Their leap involved becoming “Janes of all trades,” as Strickland describes it. Over the course of several years, they worked through the licensing process with the Virginia Department of Behavioral Health and Developmental Services, developed a business plan and put together a strong team of like-minded people.

“We are a person-centered organization,” said Strickland. “Our philosophy is that everybody is capable, and we want to give them the space, the skills and the opportunities to do what they want to do.”

Today, Branches of Life works with adults 18 and older with intellectual disabilities or autism. The business provides job training, career prep and life skills. Whether a client’s goals are to be working and more independent, or to learn to read or drive a motorized chair, Helbert and Strickland will find a way to make it happen.

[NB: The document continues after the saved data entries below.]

//! The parameterized connection engine.
//!
//! One [`SensorLink`] drives any sensor kind over any [`Transport`]: it
//! connects, subscribes to the kind's characteristic, and feeds every
//! notification through a decoder into the [`MeasurementBus`].

use std::panic::{AssertUnwindSafe, catch_unwind};
use std::sync::{Arc, Mutex, PoisonError};

use async_trait::async_trait;
use tracing::{debug, error, info, trace};

use ridelink_types::{GattProfile, SanityBounds, SensorKind, now_millis};

use crate::bus::MeasurementBus;
use crate::error::Result;
use crate::supervisor::Link;
use crate::transport::{DeviceHandle, DisconnectHandler, NotificationHandler, Transport};

/// A sensor's GATT link over a transport.
pub struct SensorLink {
    transport: Arc<dyn Transport>,
    device: DeviceHandle,
    kind: SensorKind,
    profile: GattProfile,
    bounds: SanityBounds,
    bus: Arc<MeasurementBus>,
}

impl std::fmt::Debug for SensorLink {
    fn fmt(&self, f: &mut std::fmt::Formatter<'_>) -> std::fmt::Result {
        f.debug_struct("SensorLink")
            .field("transport", &self.transport.name())
            .field("device", &self.device)
            .field("kind", &self.kind)
            .finish_non_exhaustive()
    }
}

impl SensorLink {
    /// Create a link to `device` for `kind`, publishing into `bus`.
    pub fn new(
        transport: Arc<dyn Transport>,
        device: DeviceHandle,
        kind: SensorKind,
        bounds: SanityBounds,
        bus: Arc<MeasurementBus>,
    ) -> Self {
        Self {
            transport,
            device,
            kind,
            profile: kind.profile(),
            bounds,
            bus,
        }
    }

    /// The device this link connects to.
    pub fn device(&self) -> &DeviceHandle {
        &self.device
    }

    /// The sensor kind.
    pub fn kind(&self) -> SensorKind {
        self.kind
    }

    /// Build the handler for one subscription.
    ///
    /// Each handler owns a fresh decoder, so rolling state such as the
    /// crank counters starts empty on every (re)connect.
    fn notification_handler(&self) -> NotificationHandler {
        let decoder = Mutex::new(self.kind.decoder(self.bounds));
        let bus = Arc::clone(&self.bus);
        let kind = self.kind;

        Arc::new(move |data: &[u8]| {
            let outcome = catch_unwind(AssertUnwindSafe(|| {
                let reading = decoder
                    .lock()
                    .unwrap_or_else(PoisonError::into_inner)
                    .decode(data, now_millis());
                match reading {
                    Some(reading) => bus.publish(reading),
                    None => trace!("Dropped {} notification ({} bytes)", kind, data.len()),
                }
            }));
            if outcome.is_err() {
                error!("Panic while handling {} notification, reading dropped", kind);
            }
        })
    }
}

#[async_trait]
impl Link for SensorLink {
    #[tracing::instrument(level = "info", skip_all, fields(device = %self.device, kind = %self.kind))]
    async fn open(&self, on_disconnect: DisconnectHandler) -> Result<()> {
        self.transport.connect(&self.device, on_disconnect).await?;

        let subscribed = self
            .transport
            .start_notifications(
                &self.device,
                self.profile.service,
                self.profile.characteristic,
                self.notification_handler(),
            )
            .await;
        if let Err(e) = subscribed {
            // Leave no half-open link behind.
            if let Err(close) = self.transport.disconnect(&self.device).await {
                debug!("Disconnect after failed subscribe: {}", close);
            }
            return Err(e);
        }

        info!(
            "Subscribed to {} over {}",
            self.profile.characteristic,
            self.transport.name()
        );
        Ok(())
    }

    async fn close(&self) -> Result<()> {
        if let Err(e) = self
            .transport
            .stop_notifications(
                &self.device,
                self.profile.service,
                self.profile.characteristic,
            )
            .await
        {
            debug!("Failed to stop notifications: {}", e);
        }
        self.transport.disconnect(&self.device).await
    }
}

#[cfg(test)]
mod tests {
    use super::*;

    use ridelink_types::Reading;

    use crate::mock::MockTransport;

    async fn link_with_mock(kind: SensorKind) -> (Arc<MockTransport>, SensorLink, Arc<MeasurementBus>) {
        let mock = Arc::new(MockTransport::silent());
        let device = mock.select_device(kind).await.unwrap();
        let bus = Arc::new(MeasurementBus::new(device.clone(), kind, 16));
        let transport: Arc<dyn Transport> = mock.clone();
        let link = SensorLink::new(transport, device, kind, SanityBounds::default(), Arc::clone(&bus));
        (mock, link, bus)
    }

    fn recorder(bus: &MeasurementBus) -> Arc<Mutex<Vec<Reading>>> {
        let seen = Arc::new(Mutex::new(Vec::new()));
        let sink = Arc::clone(&seen);
        bus.add_listener(Arc::new(move |reading: &Reading| sink.lock().unwrap().push(*reading)));
        seen
    }

    #[tokio::test]
    async fn test_open_subscribes_and_decodes() {
        let (mock, link, bus) = link_with_mock(SensorKind::HeartRate).await;
        let seen = recorder(&bus);

        link.open(Arc::new(|| {})).await.unwrap();
        assert!(mock.is_connected(&link.device().id));

        let characteristic = SensorKind::HeartRate.profile().characteristic;
        assert!(mock.push_notification(&link.device().id, characteristic, &[0x00, 150]));
        // Malformed frames are dropped without a reading.
        assert!(mock.push_notification(&link.device().id, characteristic, &[]));

        let seen = seen.lock().unwrap();
        assert_eq!(seen.len(), 1);
        assert_eq!(seen[0].value(), Some(150.0));
    }

    #[tokio::test]
    async fn test_reopen_resets_crank_state() {
        let (mock, link, bus) = link_with_mock(SensorKind::Cadence).await;
        let seen = recorder(&bus);
        let id = link.device().id.clone();
        let characteristic = SensorKind::Cadence.profile().characteristic;

        link.open(Arc::new(|| {})).await.unwrap();
        mock.push_notification(&id, characteristic, &[0x02, 100, 0, 0x00, 0x04]);
        mock.push_notification(&id, characteristic, &[0x02, 101, 0, 0x00, 0x08]);
        assert_eq!(seen.lock().unwrap().len(), 1);

        link.close().await.unwrap();
        link.open(Arc::new(|| {})).await.unwrap();

        // First sample after reopen has no prior pair, so no rpm.
        mock.push_notification(&id, characteristic, &[0x02, 102, 0, 0x00, 0x0c]);
        assert_eq!(seen.lock().unwrap().len(), 1);
        mock.push_notification(&id, characteristic, &[0x02, 103, 0, 0x00, 0x10]);
        assert_eq!(seen.lock().unwrap().len(), 2);
    }

    #[tokio::test]
    async fn test_listener_panic_is_contained() {
        let (mock, link, bus) = link_with_mock(SensorKind::Power).await;
        bus.add_listener(Arc::new(|_: &Reading| panic!("listener bug")));
        let seen = recorder(&bus);
        let id = link.device().id.clone();
        let characteristic = SensorKind::Power.profile().characteristic;

        link.open(Arc::new(|| {})).await.unwrap();
        mock.push_notification(&id, characteristic, &[0, 0, 0xc8, 0]);
        mock.push_notification(&id, characteristic, &[0, 0, 0xc9, 0]);

        // Listeners after the panicking one still see every reading.
        let values: Vec<_> = seen.lock().unwrap().iter().map(|r| r.value()).collect();
        assert_eq!(values, vec![Some(200.0), Some(201.0)]);
        assert!(mock.is_connected(&id));
    }

    #[tokio::test]
    async fn test_close_unsubscribes() {
        let (mock, link, _bus) = link_with_mock(SensorKind::Treadmill).await;
        link.open(Arc::new(|| {})).await.unwrap();
        assert_eq!(mock.subscription_count(&link.device().id), 1);

        link.close().await.unwrap();
        assert_eq!(mock.subscription_count(&link.device().id), 0);
        assert!(!mock.is_connected(&link.device().id));
    }

    #[tokio::test]
    async fn test_open_failure_propagates() {
        let (mock, link, _bus) = link_with_mock(SensorKind::Power).await;
        mock.fail_next_connects(1);
        assert!(link.open(Arc::new(|| {})).await.is_err());
        assert!(!mock.is_connected(&link.device().id));
    }
}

“It’s fulfilling to work with people who are not typically treated as equal or competent and to help them,” said Helbert. I’ve always known I wanted to be in this field, but I didn’t know I’d be owning my own business.”

Strickland agreed. “It’s amazing to have something that is yours. You get up for work, and, if you don’t like something, you change it,” she said. “It’s also great to be doing something that we are passionate about.”

Recently Branches of Life (online at branches-of-life.org/) has partnered with the School of Special Education and Disability Policy at VCU and the Partnership for People with Disabilities to help adults with more significant challenges.